Хотя мир, в котором теперь очутились Пелорус и Харкендер, настоящий земной рай, его фабрики спрятаны среди холмов и лесов. Его обитатели живут в многочисленных деревнях, где не заметны плоды человеческих трудов. В этом мире труд — привилегия исключительно машин, оставив человеческим созданиям лишь отдых. Даже транспортные средства сами перевозят людей в нужные места. Это мир, лишенный возделываемых полей, ибо даже процесс получения пищи автоматизирован от начала до конца.
Дома в этом мире куда как живые. Их крыши улавливают и накапливают энергию солнечного света, переводимую синтетическими нервными сосудами в тепло и свет — или электричество, дабы наполнять энергией экраны, служащие средством массовых коммуникаций. Корни домов выкачивают землю из почвы и очищают — на благо обитателей. Дома — самовосстановимы, правда, они могут внезапно умирать. Тогда они разрушаются, пока замена не вырастет из семени.

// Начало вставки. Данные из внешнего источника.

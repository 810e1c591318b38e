// =============================================================================
// Central Application State — Meridian FX Engine
// =============================================================================
//
// The single source of truth wiring every subsystem together for the API
// surface. Subsystems own their state behind Arc; AppState ties them
// together and builds the unified snapshot for the dashboard REST endpoint
// and the WebSocket feed.
//
// Thread safety:
//   - Atomic counters for lock-free version tracking.
//   - parking_lot::RwLock for the mutable shared collections.
//   - Arc wrappers for subsystem engines that manage their own interior
//     mutability.
// =============================================================================

use std::collections::HashMap;
use std::sync::atomic::{AtomicU64, Ordering};
use std::sync::Arc;

use chrono::Utc;
use parking_lot::RwLock;
use serde::Serialize;

use crate::clock::{Clock, IdGen};
use crate::config::EngineConfig;
use crate::engine::Engine;
use crate::fix::session::FixSessionHandle;
use crate::hub::HubHandle;
use crate::ledger::Ledger;
use crate::lp::{LpManager, LpStatus};
use crate::market_data::ohlc::OhlcCache;
use crate::market_data::tick_store::TickStore;
use crate::router::Router;
use crate::scheduler::OrderScheduler;

/// Maximum number of recent errors to retain.
const MAX_RECENT_ERRORS: usize = 50;

/// A recorded error event for the dashboard error log.
#[derive(Debug, Clone, Serialize)]
pub struct ErrorRecord {
    pub message: String,
    #[serde(skip_serializing_if = "Option::is_none")]
    pub code: Option<String>,
    /// ISO 8601 timestamp.
    pub at: String,
}

// =============================================================================
// AppState
// =============================================================================

pub struct AppState {
    /// Monotonically increasing version counter, incremented on every
    /// meaningful state mutation. The WebSocket feed uses it to detect
    /// changes.
    pub state_version: AtomicU64,

    pub config: EngineConfig,
    pub clock: Arc<Clock>,
    pub ids: Arc<IdGen>,

    pub hub: HubHandle,
    pub tick_store: Arc<TickStore>,
    pub ohlc: Arc<OhlcCache>,
    pub ledger: Arc<Ledger>,
    pub engine: Arc<Engine>,
    pub scheduler: Arc<OrderScheduler>,
    pub router: Arc<Router>,
    pub lp_manager: Arc<LpManager>,
    /// FIX sessions by lp_id.
    pub fix_sessions: RwLock<HashMap<String, FixSessionHandle>>,

    pub recent_errors: RwLock<Vec<ErrorRecord>>,
    pub start_time: std::time::Instant,
}

impl AppState {
    #[allow(clippy::too_many_arguments)]
    pub fn new(
        config: EngineConfig,
        clock: Arc<Clock>,
        ids: Arc<IdGen>,
        hub: HubHandle,
        tick_store: Arc<TickStore>,
        ohlc: Arc<OhlcCache>,
        ledger: Arc<Ledger>,
        engine: Arc<Engine>,
        scheduler: Arc<OrderScheduler>,
        router: Arc<Router>,
        lp_manager: Arc<LpManager>,
    ) -> Self {
        Self {
            state_version: AtomicU64::new(1),
            config,
            clock,
            ids,
            hub,
            tick_store,
            ohlc,
            ledger,
            engine,
            scheduler,
            router,
            lp_manager,
            fix_sessions: RwLock::new(HashMap::new()),
            recent_errors: RwLock::new(Vec::new()),
            start_time: std::time::Instant::now(),
        }
    }

    // ── Version management ──────────────────────────────────────────────

    pub fn increment_version(&self) -> u64 {
        self.state_version.fetch_add(1, Ordering::SeqCst)
    }

    pub fn current_state_version(&self) -> u64 {
        self.state_version.load(Ordering::SeqCst)
    }

    // ── Error logging ───────────────────────────────────────────────────

    /// Record an error. The ring is capped at [`MAX_RECENT_ERRORS`]; oldest
    /// entries are evicted.
    pub fn push_error(&self, message: String, code: Option<String>) {
        let record = ErrorRecord {
            message,
            code,
            at: Utc::now().to_rfc3339(),
        };
        let mut errors = self.recent_errors.write();
        errors.push(record);
        while errors.len() > MAX_RECENT_ERRORS {
            errors.remove(0);
        }
        self.increment_version();
    }

    // ── Snapshot builder ────────────────────────────────────────────────

    /// Build the full serialisable snapshot for `GET /api/v1/state` and the
    /// WebSocket push feed.
    pub fn build_snapshot(&self) -> StateSnapshot {
        let hub_stats = &self.hub.stats;
        let hub = HubSnapshot {
            accepted: hub_stats.accepted.load(Ordering::Relaxed),
            ingress_dropped: hub_stats.ingress_dropped.load(Ordering::Relaxed),
            persist_dropped: hub_stats.persist_dropped.load(Ordering::Relaxed),
            event_dropped: hub_stats.event_dropped.load(Ordering::Relaxed),
            rejected_invalid: hub_stats.rejected_invalid.load(Ordering::Relaxed),
            rejected_out_of_order: hub_stats.rejected_out_of_order.load(Ordering::Relaxed),
            egress_dropped: hub_stats.egress_drops(),
        };

        let tick_store = TickStoreSnapshot {
            out_of_order_dropped: self.tick_store.out_of_order_dropped(),
            flush_failures: self.tick_store.flush_failures(),
        };

        let fix = self
            .fix_sessions
            .read()
            .iter()
            .map(|(lp_id, handle)| {
                let (out_seq, in_seq) = handle.sequences();
                FixSnapshot {
                    lp_id: lp_id.clone(),
                    session_id: handle.session_id.clone(),
                    state: handle.state().to_string(),
                    out_seq,
                    in_seq,
                }
            })
            .collect();

        let accounts = self
            .engine
            .account_ids()
            .into_iter()
            .filter_map(|id| self.engine.account_snapshot(id).ok())
            .collect();

        StateSnapshot {
            state_version: self.current_state_version(),
            server_time: Utc::now().timestamp_millis(),
            uptime_s: self.start_time.elapsed().as_secs(),
            execution_mode: self.router.default_mode().to_string(),
            mt5_mode: self.hub.mt5_mode.load(Ordering::Relaxed),
            symbols: self.engine.symbol_specs().len(),
            accounts,
            open_positions: self.engine.open_positions(None).len(),
            pending_orders: self.engine.pending_orders().len(),
            latest_prices: self.hub.prices.all().len(),
            hub,
            tick_store,
            lps: self.lp_manager.status(),
            lp_forwarded: self.lp_manager.forwarded.load(Ordering::Relaxed),
            lp_shadowed: self.lp_manager.shadowed.load(Ordering::Relaxed),
            fix,
            recent_errors: self.recent_errors.read().clone(),
        }
    }
}

// =============================================================================
// Serialisable snapshot types
// =============================================================================

#[derive(Debug, Clone, Serialize)]
pub struct StateSnapshot {
    pub state_version: u64,
    pub server_time: i64,
    pub uptime_s: u64,
    pub execution_mode: String,
    pub mt5_mode: bool,
    pub symbols: usize,
    pub accounts: Vec<crate::engine::AccountSnapshot>,
    pub open_positions: usize,
    pub pending_orders: usize,
    pub latest_prices: usize,
    pub hub: HubSnapshot,
    pub tick_store: TickStoreSnapshot,
    pub lps: Vec<LpStatus>,
    pub lp_forwarded: u64,
    pub lp_shadowed: u64,
    pub fix: Vec<FixSnapshot>,
    pub recent_errors: Vec<ErrorRecord>,
}

/// Hub throughput and drop counters. The drop rates are the observable
/// cost of the non-blocking hot path.
#[derive(Debug, Clone, Serialize)]
pub struct HubSnapshot {
    pub accepted: u64,
    pub ingress_dropped: u64,
    pub persist_dropped: u64,
    pub event_dropped: u64,
    pub rejected_invalid: u64,
    pub rejected_out_of_order: u64,
    pub egress_dropped: HashMap<u64, u64>,
}

#[derive(Debug, Clone, Serialize)]
pub struct TickStoreSnapshot {
    pub out_of_order_dropped: u64,
    pub flush_failures: u64,
}

#[derive(Debug, Clone, Serialize)]
pub struct FixSnapshot {
    pub lp_id: String,
    pub session_id: String,
    pub state: String,
    pub out_seq: u64,
    pub in_seq: u64,
}
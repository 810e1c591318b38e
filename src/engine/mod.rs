// =============================================================================
// Engine — B-Book execution against the internal ledger
// =============================================================================
//
// The engine exclusively owns accounts, positions, orders, and symbol specs.
// Fills use the hub's latest-price board: BUY at ask, SELL at bid. The whole
// of a market execution runs under the per-account lock; the only suspension
// inside the critical section is the ledger journal append, which is part of
// the transaction. Failures after the position exists are unwound in LIFO
// order.
//
// Lock order is always account mutex -> positions/orders write lock.
// =============================================================================

pub mod account;
pub mod order;
pub mod position;

use std::collections::{BTreeMap, HashMap, HashSet};
use std::sync::Arc;

use parking_lot::{Mutex, RwLock};
use tracing::{debug, info, warn};

use crate::clock::{Clock, IdGen};
use crate::error::{BusinessRule, CoreError, CoreResult};
use crate::hub::{AccountEvent, HubEvent, HubHandle, PositionEvent, TickListener};
use crate::ledger::Ledger;
use crate::market_data::{validate_symbol, SymbolSpec, Tick};
use crate::types::{OrderType, PositionMode, Side, TimeInForce};

pub use account::{Account, AccountSnapshot, AccountStatus};
pub use order::{Order, OrderStatus};
pub use position::{Position, PositionStatus, TrailingConfig};

/// Close reasons recorded on positions.
pub const REASON_MANUAL: &str = "Manual";
pub const REASON_STOP_LOSS: &str = "StopLoss";
pub const REASON_TAKE_PROFIT: &str = "TakeProfit";
pub const REASON_STOP_OUT: &str = "StopOut";

/// Outcome of an LP execution report applied to a routed order.
#[derive(Debug, Clone)]
pub enum LpExecutionOutcome {
    Fill { price: f64, volume: f64 },
    Reject { reason: String },
}

/// Application-level view of a FIX ExecutionReport (35=8) or
/// OrderCancelReject (35=9).
#[derive(Debug, Clone)]
pub struct LpExecution {
    pub client_ref: String,
    pub lp_order_id: String,
    pub outcome: LpExecutionOutcome,
}

// =============================================================================
// Engine
// =============================================================================

pub struct Engine {
    specs: RwLock<HashMap<String, SymbolSpec>>,
    accounts: RwLock<HashMap<u64, Arc<Mutex<Account>>>>,
    owners: RwLock<HashMap<String, u64>>,
    positions: RwLock<BTreeMap<u64, Position>>,
    orders: RwLock<BTreeMap<u64, Order>>,
    client_refs: Mutex<HashSet<String>>,
    ledger: Arc<Ledger>,
    hub: HubHandle,
    ids: Arc<IdGen>,
    clock: Arc<Clock>,
    stop_out_level: f64,
}
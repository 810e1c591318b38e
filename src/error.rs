// =============================================================================
// Core error taxonomy
// =============================================================================
//
// Every business outcome of the engine is a typed `Result<T, CoreError>`.
// Collaborators (the REST/WS layer) map these kinds onto transport codes;
// the core itself never panics on a business error.
// =============================================================================

use thiserror::Error;

/// Central error type for the Meridian engine core.
#[derive(Debug, Clone, PartialEq, Error)]
pub enum CoreError {
    /// Malformed field, unknown symbol, bad lot step, date out of range.
    #[error("invalid input: {0}")]
    InvalidInput(String),

    /// A symbol name failed the `[A-Z0-9]{{1,20}}` check before path use.
    #[error("invalid symbol: '{0}'")]
    InvalidSymbol(String),

    /// Missing credentials or a failed credential check.
    #[error("unauthorized")]
    Unauthorized,

    /// Authenticated but not allowed to perform the operation.
    #[error("forbidden")]
    Forbidden,

    /// Unknown account / position / order.
    #[error("{entity} {id} not found")]
    NotFound { entity: &'static str, id: String },

    /// Duplicate ClOrdID, status-transition violation, frozen position mode.
    #[error("conflict: {0}")]
    Conflict(String),

    /// A business rule refused the operation.
    #[error("{0}")]
    BusinessRule(BusinessRule),

    /// Token bucket exhausted on a history endpoint.
    #[error("rate limited, retry after {retry_after_s}s")]
    RateLimited { retry_after_s: u64 },

    /// LP connect/reject, FIX session down.
    #[error("upstream unavailable: {0}")]
    Upstream(String),

    /// A retryable I/O failure; no partial state was left behind.
    #[error("transient i/o failure: {0}")]
    Retryable(String),

    /// Invariant violation (ledger mismatch, sequence corruption).
    #[error("internal invariant violated: {0}")]
    Internal(String),
}

/// Business-rule rejections surfaced to the client with a readable reason.
#[derive(Debug, Clone, PartialEq, Error)]
pub enum BusinessRule {
    #[error("insufficient margin: required {required:.2}, free {free:.2}")]
    InsufficientMargin { required: f64, free: f64 },

    #[error("volume {volume} outside [{min}, {max}] step {step}")]
    VolumeOutOfRange {
        volume: f64,
        min: f64,
        max: f64,
        step: f64,
    },

    #[error("symbol {0} is disabled")]
    SymbolDisabled(String),

    #[error("account {0} is suspended")]
    AccountSuspended(u64),

    #[error("no price available for {0}")]
    NoPrice(String),

    #[error("stop loss {sl} on wrong side of price {price}")]
    InvalidStopLoss { sl: f64, price: f64 },

    #[error("take profit {tp} on wrong side of price {price}")]
    InvalidTakeProfit { tp: f64, price: f64 },

    #[error("ledger invariant violated for account {0}")]
    LedgerInvariantViolated(u64),
}

impl CoreError {
    /// Stable machine-readable code for the `{error, code}` JSON body.
    pub fn code(&self) -> &'static str {
        match self {
            Self::InvalidInput(_) => "invalid_input",
            Self::InvalidSymbol(_) => "invalid_symbol",
            Self::Unauthorized => "unauthorized",
            Self::Forbidden => "forbidden",
            Self::NotFound { .. } => "not_found",
            Self::Conflict(_) => "conflict",
            Self::BusinessRule(rule) => match rule {
                BusinessRule::InsufficientMargin { .. } => "insufficient_margin",
                BusinessRule::VolumeOutOfRange { .. } => "volume_out_of_range",
                BusinessRule::SymbolDisabled(_) => "symbol_disabled",
                BusinessRule::AccountSuspended(_) => "account_suspended",
                BusinessRule::NoPrice(_) => "no_price",
                BusinessRule::InvalidStopLoss { .. } => "invalid_stop_loss",
                BusinessRule::InvalidTakeProfit { .. } => "invalid_take_profit",
                BusinessRule::LedgerInvariantViolated(_) => "ledger_invariant",
            },
            Self::RateLimited { .. } => "rate_limited",
            Self::Upstream(_) => "upstream",
            Self::Retryable(_) => "retryable",
            Self::Internal(_) => "internal",
        }
    }
}

impl From<BusinessRule> for CoreError {
    fn from(rule: BusinessRule) -> Self {
        Self::BusinessRule(rule)
    }
}

/// Shorthand used throughout the core.
pub type CoreResult<T> = Result<T, CoreError>;

#[cfg(test)]
mod tests {
    use super::*;

    #[test]
    fn codes_are_stable() {
        assert_eq!(CoreError::Unauthorized.code(), "unauthorized");
        assert_eq!(
            CoreError::from(BusinessRule::NoPrice("EURUSD".into())).code(),
            "no_price"
        );
        assert_eq!(
            CoreError::RateLimited { retry_after_s: 10 }.code(),
            "rate_limited"
        );
    }

    #[test]
    fn messages_are_human_readable() {
        let e = CoreError::from(BusinessRule::InsufficientMargin {
            required: 110.02,
            free: 50.0,
        });
        let msg = e.to_string();
        assert!(msg.contains("110.02"));
        assert!(msg.contains("insufficient margin"));
    }
}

Архитекторы и контролеры этого мира — тоже машины, функции которых — реагировать на непредсказуемость и восстанавливать статус кво. Они никогда не устают и очень эффективны, но еще они подчиняются морали. И мораль эта вписана в их программы. Они страшно гордятся своей способностью не делать ничего дурного. Их изначальная директива — сохранять мир и его обитателей целыми и невредимыми, и ничто не может помешать им выполнять свою работу, кроме, разве что, падения на Землю крупного астероида.
Гиперавтоматизация возможна, ибо это мир без роста и эволюции, мир, где человеческая история длится без взлетов и падений. Подобно миру Джейсона Стерлинга, это мир, где никто не стареет, никто не умирает, мир бессмертия. В мире Стерлинга процесс старения остановлен в пору раннего взросления, здесь же никто не достигает половой зрелости. Обитатели этого мира — дети.
Пелорус ожидает, что Харкендер обрушит свою критику на этот мир, как и на прочие, ибо это читается в его облике. Это мир людей, которые отказались от взросления, посчитав незрелость — лучшим выходом. Он ждет, что Харкендер начнет прохаживаться по поводу детства как времени сладких воспоминаний и счастья, но Харкендер, как всегда, непредсказуем.
— Это, по крайней мере, честно, — сообщает он. — И по-своему изобретательно.
— Ты, и вправду, имеешь в виду изобретательно?
— Нет. Подумай — в чем главный дефицит мира без труда и смерти?
— Отсутствие стимулов, если я верно понял твою философию. Ты чувствуешь, что отсутствие смерти или любой угрозы существованию лишает жизнь смысла. Я не уверен, что согласен. Эти прекращает погоню за знанием и образованием и оставляет возможности для процесса саморазвития.
Харкендер издает громкий неприличный звук. — Слава Богу, мы уже насладились зрелищем Рая как Вавилонской библиотеки, где пылкие схоласты оттачивают свои умы до бесконечности, потихоньку погрязая в академизме и стагнации. До тех пор, пока у знания нет области дальнейшего применения, оно ничего не стоит. Если поиск истины превращается в простое хобби, имеет ли смысл, обретешь ты ее или нет?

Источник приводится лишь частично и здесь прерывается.